There really wasn’t much action on the alt.tv.kids-in-hall group. Just people saying, “Hi, I’m Joe and I love the Kids in the Hall.” It was like Kids in the Hall-ics Anonymous. After a while, someone announced that they were starting a forum on American Online. Keep in mind that this was 1993, long before AOL became your Grandma’s Internet.
We all flocked to the new forum. AOL was the first glimpse of a GUI for online communication, a very prehistoric version of social media. The weekly forum was a blast. From there, I found a like-minded community of deviants that loved this show. And a few of them had some inside scoop on some of the members – things like, “One time, I was in Toronto, I took a piss next to Kevin McDonald.” Like today’s social media, people were probably full of shit, but it was still interesting.
One day, the forum moderator announced that she would need to shut down our beloved forum because her job and personal life needed more attention…unless someone wanted to volunteer to take it over. As I couldn’t stand the thought of losing the forum and my connections to these crazy people, I volunteered.
I had no clue what to do but I was willing to learn. The moderator talked me through by phone what I needed to do, and I started maintaining the forum. In those days, there really wasn’t much maintenance.

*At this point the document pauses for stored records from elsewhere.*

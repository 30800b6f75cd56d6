use axum::{
    extract::{Query, State},
    http::header,
    response::IntoResponse,
    Extension, Json,
};
use chrono::{DateTime, Utc};
use serde::Deserialize;
use serde_json::json;

use toolgrid_types::{ApiKeyId, RequestContext, ServerId, TenantId, UsageQuery, UsageSummary};

use crate::http::error::HttpResult;
use crate::http::state::HttpState;
use crate::http::types::Envelope;

use super::audit::CleanupRequest;

#[derive(Debug, Deserialize)]
#[serde(rename_all = "camelCase")]
pub struct UsageQueryParams {
    #[serde(default)]
    pub api_key_id: Option<ApiKeyId>,
    #[serde(default)]
    pub tenant_id: Option<TenantId>,
    #[serde(default)]
    pub server_id: Option<ServerId>,
    #[serde(default)]
    pub action_type: Option<String>,
    #[serde(default)]
    pub from: Option<DateTime<Utc>>,
    #[serde(default)]
    pub to: Option<DateTime<Utc>>,
    #[serde(default)]
    pub limit: Option<u32>,
    #[serde(default)]
    pub offset: Option<u32>,
}

impl UsageQueryParams {
    fn to_query(&self) -> UsageQuery {
        UsageQuery {
            api_key_id: self.api_key_id.clone(),
            tenant_id: self.tenant_id.clone(),
            server_id: self.server_id.clone(),
            action_type: self.action_type.clone(),
            from: self.from,
            to: self.to,
            limit: self.limit,
            offset: self.offset,
        }
    }
}

#[utoipa::path(get, path = "/usage", responses((status = 200, description = "Usage records")))]
#[axum::debug_handler]
pub async fn handle_query_usage(
    State(state): State<HttpState>,
    Extension(ctx): Extension<RequestContext>,
    Query(params): Query<UsageQueryParams>,
) -> HttpResult<impl IntoResponse> {
    let records = state.gateway.usage_store.query(&params.to_query())?;
    Ok(Envelope::ok(records, Some(ctx.request_id)))
}

#[utoipa::path(get, path = "/usage/summary", responses((status = 200, description = "Aggregated usage")))]
#[axum::debug_handler]
pub async fn handle_usage_summary(
    State(state): State<HttpState>,
    Extension(ctx): Extension<RequestContext>,
    Query(params): Query<UsageQueryParams>,
) -> HttpResult<Json<Envelope<UsageSummary>>> {
    let summary = state.gateway.usage_store.summary(&params.to_query())?;
    Ok(Envelope::ok(summary, Some(ctx.request_id)))
}

#[utoipa::path(get, path = "/usage/export", responses((status = 200, description = "Usage export (csv)")))]
#[axum::debug_handler]
pub async fn handle_export_usage(
    State(state): State<HttpState>,
    Extension(_ctx): Extension<RequestContext>,
    Query(params): Query<UsageQueryParams>,
) -> HttpResult<impl IntoResponse> {
    let body = state.gateway.usage_store.export_csv(&params.to_query())?;
    Ok(([(header::CONTENT_TYPE, "text/csv")], body))
}

#[utoipa::path(post, path = "/usage/cleanup", responses((status = 200, description = "Rows purged")))]
#[axum::debug_handler]
pub async fn handle_cleanup_usage(
    State(state): State<HttpState>,
    Extension(ctx): Extension<RequestContext>,
    Json(req): Json<CleanupRequest>,
) -> HttpResult<impl IntoResponse> {
    let deleted = state.gateway.usage_store.cleanup(req.older_than_days)?;
    Ok(Envelope::ok(json!({"deleted": deleted}), Some(ctx.request_id)))
}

I just started the chats at a certain time and ended them an hour later. During the chat and during the week on the bulletin boards, I watched for any behavior that violated AOL’s rules of conduct. The online world was very limited to early adopters who had a 14.4 bps modem, and therefore very civil.

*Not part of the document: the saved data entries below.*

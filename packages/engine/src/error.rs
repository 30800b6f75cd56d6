use thiserror::Error;
use toolgrid_types::ErrorCode;

#[derive(Error, Debug)]
pub enum EngineError {
    #[error("Step config invalid for {step}: {reason}")]
    BadStepConfig { step: String, reason: String },
    #[error("Duplicate step name: {0}")]
    DuplicateStepName(String),
}

/// Error surfaced by the host when a step's upstream call fails. Carries
/// the stable code so the engine can decide what is retryable.
#[derive(Error, Debug, Clone)]
#[error("{message}")]
pub struct HostError {
    pub code: ErrorCode,
    pub message: String,
}

impl HostError {
    pub fn new(code: ErrorCode, message: impl Into<String>) -> Self {
        Self {
            code,
            message: message.into(),
        }
    }

    pub fn upstream(message: impl Into<String>) -> Self {
        Self::new(ErrorCode::UpstreamFailure, message)
    }

    pub fn not_found(message: impl Into<String>) -> Self {
        Self::new(ErrorCode::NotFound, message)
    }

    /// Only upstream failures and timeouts are retried; admission and
    /// validation denials never are.
    pub fn is_retryable(&self) -> bool {
        matches!(self.code, ErrorCode::UpstreamFailure | ErrorCode::Timeout)
    }
}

In mid 1994, the day came in which I realized I had to get a real job. I found Maxis, the Sim City folks, had a job opening for a newsletter editor and “online communications specialist” to help edit the newsletters and post promotions in online forums like AOL, CompuServe, Prodigy, etc. I realized what I was doing with the AOL KITH forum was what Maxis was looking for. Because not that many people had done this, I got the job. Soon my enthusiasm for a comedy group transferred itself into web production. I fell in love with the dynamic nature of the web. And I’ve been doing web development ever since.
I’ve come to believe that’s the key to success – find something you’re passionate about and let it take you where you need to be.
Now I work as a UX designer for Bio-Rad Laboratories, whose instruments have been on the forefront of technology in making strides to finding a cure for diseases such as Alzheimers, HIV, and even cancer.
As far as cancer, perhaps they need to look no further than Bruce McCulloch.